PROBLEM DETAILS
Type out the records again, exactly as they are.
==== GIVEN ENTRIES
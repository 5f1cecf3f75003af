//! Configuration register file for an NM-Carus instance.
//!
//! Each execution instance exposes one block of memory-mapped configuration
//! registers, written by the host before launch and read once by the kernel
//! at entry. The block repeats per instance at [`INSTANCE_STRIDE`].
//!
//! Exact addresses are hardware-defined; the driver treats the file as an
//! opaque register set keyed by symbolic name and only uses these offsets
//! when talking to a memory-mapped instance.

/// Number of independently configurable execution instances.
pub const NUM_INSTANCES: usize = 2;

/// Byte stride between per-instance register blocks.
pub const INSTANCE_STRIDE: usize = 0x100;

// ── Per-instance configuration registers ─────────────────────────────────────

/// Requested/effective vector length in elements. The hardware clamps the
/// host-requested value to its maximum and echoes the effective value back.
pub const VL: usize = 0x00;

/// Element type selector — see [`crate::vtype`] for encodings.
pub const VTYPE: usize = 0x04;

/// Generic kernel argument slots (fixed arity of four).
pub const ARG0: usize = 0x08;
/// Second argument slot.
pub const ARG1: usize = 0x0C;
/// Third argument slot.
pub const ARG2: usize = 0x10;
/// Fourth argument slot.
pub const ARG3: usize = 0x14;

/// Scratch register — kernel-private word, also used as the kernel entry
/// offset into instruction memory.
pub const SCRATCH: usize = 0x18;

// ── Status and control ───────────────────────────────────────────────────────

/// Instance status register.
pub const STATUS: usize = 0x20;

/// Instance control register — write [`control::START`] to begin execution.
pub const CONTROL: usize = 0x24;

// ── Kernel instruction memory ────────────────────────────────────────────────

/// Base offset of the instance-shared kernel instruction memory.
pub const IMEM_BASE: usize = 0x1000;

/// Instruction memory size in 32-bit words.
pub const IMEM_WORDS: usize = 1024;

/// Status register bit definitions.
pub mod status {
    /// Instance idle, ready for configuration.
    pub const IDLE: u32 = 1 << 0;
    /// Kernel currently executing.
    pub const RUNNING: u32 = 1 << 1;
    /// Last kernel completed; results readable.
    pub const DONE: u32 = 1 << 2;
    /// Error raised during last operation.
    pub const ERROR: u32 = 1 << 3;
}

/// Control register bit definitions.
pub mod control {
    /// Trigger kernel execution.
    pub const START: u32 = 1 << 0;
    /// Soft reset of the instance.
    pub const RESET: u32 = 1 << 1;
    /// Enable completion interrupt delivery.
    pub const IRQ_EN: u32 = 1 << 2;
}

/// Byte offset of a register within the block of instance `n`.
#[must_use]
pub const fn instance_offset(instance: usize, reg: usize) -> usize {
    instance * INSTANCE_STRIDE + reg
}

#[cfg(test)]
mod tests {
    use super::*;

    #[test]
    fn register_offsets_non_overlapping() {
        assert_ne!(VL, VTYPE);
        assert_ne!(SCRATCH, STATUS);
        assert_ne!(STATUS, CONTROL);
        assert_ne!(ARG0, ARG3);
    }

    #[test]
    fn arg_slots_are_contiguous_words() {
        assert_eq!(ARG1, ARG0 + 4);
        assert_eq!(ARG2, ARG1 + 4);
        assert_eq!(ARG3, ARG2 + 4);
    }

    #[test]
    fn instance_blocks_do_not_alias() {
        assert!(instance_offset(0, CONTROL) < instance_offset(1, VL));
        assert!(instance_offset(NUM_INSTANCES - 1, CONTROL) < IMEM_BASE);
    }
}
========
PROBLEM SOLUTION
repository 5f1cecf3f75003af
//! Configuration register file for an NM-Carus instance.
//!
//! Each execution instance exposes one block of memory-mapped configuration
//! registers, written by the host before launch and read once by the kernel
//! at entry. The block repeats per instance at [`INSTANCE_STRIDE`].
//!
//! Exact addresses are hardware-defined; the driver treats the file as an
//! opaque register set keyed by symbolic name and only uses these offsets
//! when talking to a memory-mapped instance.

/// Number of independently configurable execution instances.
pub const NUM_INSTANCES: usize = 2;

/// Byte stride between per-instance register blocks.
pub const INSTANCE_STRIDE: usize = 0x100;

// ── Per-instance configuration registers ─────────────────────────────────────

/// Requested/effective vector length in elements. The hardware clamps the
/// host-requested value to its maximum and echoes the effective value back.
pub const VL: usize = 0x00;

/// Element type selector — see [`crate::vtype`] for encodings.
pub const VTYPE: usize = 0x04;

/// Generic kernel argument slots (fixed arity of four).
pub const ARG0: usize = 0x08;
/// Second argument slot.
pub const ARG1: usize = 0x0C;
/// Third argument slot.
pub const ARG2: usize = 0x10;
/// Fourth argument slot.
pub const ARG3: usize = 0x14;

/// Scratch register — kernel-private word, also used as the kernel entry
/// offset into instruction memory.
pub const SCRATCH: usize = 0x18;

// ── Status and control ───────────────────────────────────────────────────────

/// Instance status register.
pub const STATUS: usize = 0x20;

/// Instance control register — write [`control::START`] to begin execution.
pub const CONTROL: usize = 0x24;

// ── Kernel instruction memory ────────────────────────────────────────────────

/// Base offset of the instance-shared kernel instruction memory.
pub const IMEM_BASE: usize = 0x1000;

/// Instruction memory size in 32-bit words.
pub const IMEM_WORDS: usize = 1024;

/// Status register bit definitions.
pub mod status {
    /// Instance idle, ready for configuration.
    pub const IDLE: u32 = 1 << 0;
    /// Kernel currently executing.
    pub const RUNNING: u32 = 1 << 1;
    /// Last kernel completed; results readable.
    pub const DONE: u32 = 1 << 2;
    /// Error raised during last operation.
    pub const ERROR: u32 = 1 << 3;
}

/// Control register bit definitions.
pub mod control {
    /// Trigger kernel execution.
    pub const START: u32 = 1 << 0;
    /// Soft reset of the instance.
    pub const RESET: u32 = 1 << 1;
    /// Enable completion interrupt delivery.
    pub const IRQ_EN: u32 = 1 << 2;
}

/// Byte offset of a register within the block of instance `n`.
#[must_use]
pub const fn instance_offset(instance: usize, reg: usize) -> usize {
    instance * INSTANCE_STRIDE + reg
}

#[cfg(test)]
mod tests {
    use super::*;

    #[test]
    fn register_offsets_non_overlapping() {
        assert_ne!(VL, VTYPE);
        assert_ne!(SCRATCH, STATUS);
        assert_ne!(STATUS, CONTROL);
        assert_ne!(ARG0, ARG3);
    }

    #[test]
    fn arg_slots_are_contiguous_words() {
        assert_eq!(ARG1, ARG0 + 4);
        assert_eq!(ARG2, ARG1 + 4);
        assert_eq!(ARG3, ARG2 + 4);
    }

    #[test]
    fn instance_blocks_do_not_alias() {
        assert!(instance_offset(0, CONTROL) < instance_offset(1, VL));
        assert!(instance_offset(NUM_INSTANCES - 1, CONTROL) < IMEM_BASE);
    }
}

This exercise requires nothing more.